ConcurrentHashMap#values().stream().toArray() is not thread-safe
Bug Reproduction Unit Test
@Test
void raceConditionReproductionTest() {
ConcurrentMap<Integer, String> eclipseMap = new org.eclipse.collections.impl.map.mutable.ConcurrentHashMap<>();
IntStream.range(0, 200000).boxed()
.forEach(i -> eclipseMap.put(i, String.valueOf(i)));
CompletableFuture.allOf(
CompletableFuture.runAsync(
() -> eclipseMap.values().stream().peek(s -> randomWait()).toArray(String[]::new)),
CompletableFuture.runAsync(
() -> IntStream.range(200000, 400000)
.boxed()
.peek(i -> randomWait())
.forEach(i -> eclipseMap.put(i, String.valueOf(i))))
).join();
}
private static void randomWait() {
try {
if (ThreadLocalRandom.current().nextInt(1000) == 0) {
Thread.sleep(1);
}
} catch (InterruptedException e) {
throw new RuntimeException(e);
}
}
The above test code adds new values to a ConcurrentHashMap while a Stream#toArray() operation is being performed on the map's values.
Running the test on the latest version of Eclipse Collections (13.0.0) results in an exception like the following being thrown:
java.util.concurrent.CompletionException: java.lang.IllegalStateException: Accept exceeded fixed size of 202893
Note: Using java.util.concurrent.ConcurrentHashMap instead of the Eclipse one fixes the test, so the vanilla Java concurrent map does not have this issue.

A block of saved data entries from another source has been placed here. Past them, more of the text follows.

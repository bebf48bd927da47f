pub mod content;
pub mod entry;
pub mod manifest;
pub mod table;

pub use content::{read_content, write_content, SCRIPT_HASH};
pub use entry::{Extractable, FileEntry, FileType, Location};
pub use manifest::{Conversion, Manifest, ManifestEntry, MANIFEST_FILE_NAME};
pub use table::{ArchiveTable, RawEntry};

use crate::{
    cursor::ByteCursor,
    dictionary::NameLookup,
    error::Result,
    resource::tlg::{InnerFormat, Tag, TlgFormat, TlgImage},
    util,
};
use anyhow::Context;
use bytes::Bytes;
use rayon::iter::{
    IndexedParallelIterator, IntoParallelRefIterator, ParallelIterator,
};
use std::{
    collections::HashSet,
    path::{Component, Path, PathBuf},
};

#[derive(Debug)]
pub struct Archive {
    data: Bytes,
    table: ArchiveTable,
}

impl Archive {
    pub fn open(path: &Path, names: &dyn NameLookup) -> anyhow::Result<Self> {
        let data = std::fs::read(path)
            .with_context(|| format!("Could not read {:?}", path))?;
        let archive = Self::from_bytes(Bytes::from(data), names)
            .with_context(|| format!("Could not parse {:?}", path))?;
        Ok(archive)
    }

    pub fn from_bytes(data: Bytes, names: &dyn NameLookup) -> Result<Self> {
        let mut cursor = ByteCursor::new(data.clone());
        let table = ArchiveTable::decode(&mut cursor, names)?;
        Ok(Self { data, table })
    }

    pub fn table(&self) -> &ArchiveTable {
        &self.table
    }

    pub fn entries(&self) -> &[FileEntry] {
        &self.table.entries
    }

    pub fn extract(&self, entry: &Extractable) -> Result<Vec<u8>> {
        read_content(&mut ByteCursor::new(self.data.clone()), entry)
    }

    pub fn unpack(
        &self,
        output_dir: &Path,
        convert: bool,
    ) -> anyhow::Result<Manifest> {
        self.unpack_with(output_dir, convert, |_| ())
    }

    pub fn unpack_with<F>(
        &self,
        output_dir: &Path,
        convert: bool,
        on_entry: F,
    ) -> anyhow::Result<Manifest>
    where
        F: Fn(&ManifestEntry) + Sync + Send,
    {
        let plan = OutputPlan::new(&self.table.entries);
        let entries = self
            .table
            .entries
            .par_iter()
            .zip(plan.paths.par_iter())
            .enumerate()
            .map(|(index, (entry, path))| -> anyhow::Result<ManifestEntry> {
                let manifest_entry = match (entry, path) {
                    (FileEntry::Extractable(entry), Some(path)) => self
                        .unpack_entry(
                            index, entry, path, &plan, output_dir, convert,
                        )?,
                    _ => unresolved_entry(index, entry),
                };
                on_entry(&manifest_entry);
                Ok(manifest_entry)
            })
            .collect::<anyhow::Result<Vec<_>>>()?;
        let manifest = Manifest::new(entries);
        manifest.save(output_dir)?;
        log::info!(
            "Unpacked {}/{} entries to {:?}",
            self.table.extractable_count(),
            self.table.entries.len(),
            output_dir
        );
        Ok(manifest)
    }

    fn unpack_entry(
        &self,
        index: usize,
        entry: &Extractable,
        path: &Path,
        plan: &OutputPlan,
        output_dir: &Path,
        convert: bool,
    ) -> anyhow::Result<ManifestEntry> {
        let mut path = path.to_path_buf();
        let mut buf = self
            .extract(entry)
            .with_context(|| format!("Could not extract {:?}", path))?;
        let mut conversion = None;
        if convert {
            if let Some(format) = TlgFormat::detect(&buf) {
                let mut png_path = path.clone().into_os_string();
                png_path.push(".png");
                let png_path = PathBuf::from(png_path);
                if plan.is_taken(&png_path) {
                    log::warn!(
                        "Not converting {:?}, {:?} is another entry",
                        path,
                        png_path
                    );
                } else {
                    match tlg_to_png(&buf) {
                        Ok((png, tags)) => {
                            path = png_path;
                            buf = png;
                            conversion = Some(Conversion::Tlg { format, tags });
                        }
                        Err(e) => log::warn!(
                            "Could not convert {:?}, saving as is: {:#}",
                            path,
                            e
                        ),
                    }
                }
            }
        }
        log::debug!("Extracting resource: {:?} {:X?}", path, entry);
        util::save_file(&output_dir.join(&path), &buf)?;
        Ok(ManifestEntry {
            index,
            file_type: entry.file_type,
            name_hash: entry.name_hash,
            file_name: entry.file_name.clone(),
            path: Some(path),
            conversion,
        })
    }
}

fn unresolved_entry(index: usize, entry: &FileEntry) -> ManifestEntry {
    log::warn!(
        "Skipping unresolved {:?} entry {:016x}",
        entry.file_type(),
        entry.name_hash()
    );
    ManifestEntry {
        index,
        file_type: entry.file_type(),
        name_hash: entry.name_hash(),
        file_name: None,
        path: None,
        conversion: None,
    }
}

// Unique per run, never the manifest file
#[derive(Debug)]
struct OutputPlan {
    paths: Vec<Option<PathBuf>>,
    taken: HashSet<PathBuf>,
}

impl OutputPlan {
    fn new(entries: &[FileEntry]) -> Self {
        let mut taken = HashSet::new();
        taken.insert(PathBuf::from(MANIFEST_FILE_NAME));
        let paths = entries
            .iter()
            .map(|entry| -> Option<PathBuf> {
                let entry = entry.as_extractable()?;
                let mut path = output_path(entry);
                if path.as_os_str().is_empty() || taken.contains(&path) {
                    let renamed = fallback_path(&taken, entry.name_hash);
                    log::warn!(
                        "Output path {:?} of {:016x} is taken, using {:?}",
                        path,
                        entry.name_hash,
                        renamed
                    );
                    path = renamed;
                }
                taken.insert(path.clone());
                Some(path)
            })
            .collect();
        Self { paths, taken }
    }

    fn is_taken(&self, path: &Path) -> bool {
        self.taken.contains(path)
    }
}

fn output_path(entry: &Extractable) -> PathBuf {
    match &entry.file_name {
        Some(name) => Path::new(&name.replace('\\', "/"))
            .components()
            .filter_map(|c| match c {
                Component::Normal(part) => Some(part),
                _ => None,
            })
            .collect(),
        None => PathBuf::from(format!("{:016x}.dat", entry.name_hash)),
    }
}

fn fallback_path(taken: &HashSet<PathBuf>, name_hash: u64) -> PathBuf {
    std::iter::once(format!("{:016x}.dat", name_hash))
        .chain((1..).map(|n| format!("{:016x}.{}.dat", name_hash, n)))
        .map(PathBuf::from)
        .find(|path| !taken.contains(path))
        .unwrap_or_default()
}

fn tlg_to_png(buf: &[u8]) -> anyhow::Result<(Vec<u8>, Vec<Tag>)> {
    let TlgImage {
        width,
        height,
        pixels,
        tags,
    } = TlgImage::from_bytes(buf)?;
    Ok((util::image::raw_to_png(width, height, pixels)?, tags))
}

/// Unresolved entries stay in the returned table but are not written.
pub fn repack(
    input_dir: &Path,
    manifest: &Manifest,
    output_path: &Path,
) -> anyhow::Result<ArchiveTable> {
    let contents = manifest
        .entries
        .par_iter()
        .map(|entry| load_entry(input_dir, entry))
        .collect::<anyhow::Result<Vec<_>>>()?;

    let mut table = ArchiveTable::new(
        manifest
            .entries
            .iter()
            .map(ManifestEntry::to_file_entry)
            .collect(),
    );
    let mut cursor = ByteCursor::new(Vec::new());
    cursor.seek(table.encoded_size());
    for (entry, content) in table.entries.iter_mut().zip(&contents) {
        if let (Some(entry), Some(content)) = (entry.as_extractable_mut(), content)
        {
            write_content(&mut cursor, entry, content).with_context(|| {
                format!("Could not write entry {:016x}", entry.name_hash)
            })?;
        }
    }
    cursor.seek(0);
    table.encode(&mut cursor)?;
    util::save_file(output_path, cursor.get_ref())?;
    log::info!(
        "Packed {}/{} entries into {:?}",
        table.extractable_count(),
        table.entries.len(),
        output_path
    );
    Ok(table)
}

fn load_entry(
    input_dir: &Path,
    entry: &ManifestEntry,
) -> anyhow::Result<Option<Vec<u8>>> {
    let path = match &entry.path {
        Some(path) => input_dir.join(path),
        None => return Ok(None),
    };
    let buf = std::fs::read(&path)
        .with_context(|| format!("Could not read {:?}", path))?;
    let buf = match &entry.conversion {
        None => buf,
        Some(Conversion::Tlg { format, tags }) => {
            let (width, height, pixels) = util::image::png_to_raw(&buf)
                .with_context(|| format!("Could not decode {:?}", path))?;
            let mut image = TlgImage::new(width, height, pixels);
            match format {
                TlgFormat::Tlg0 => {
                    image.tags = tags.clone();
                    image.to_bytes()?
                }
                TlgFormat::Tlg5 | TlgFormat::Tlg6 => {
                    InnerFormat::Tlg5.encode(&image)?
                }
            }
        }
    };
    Ok(Some(buf))
}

Bug Details Upon an initial investigation, the problem seems to be that the collection's spliterator supplies the size of the resulting array before the Stream pipeline processing, as if it is sure that the size of the collection won't change mid-iteration. And so the exception occurs when more elements then expected are appended to the array.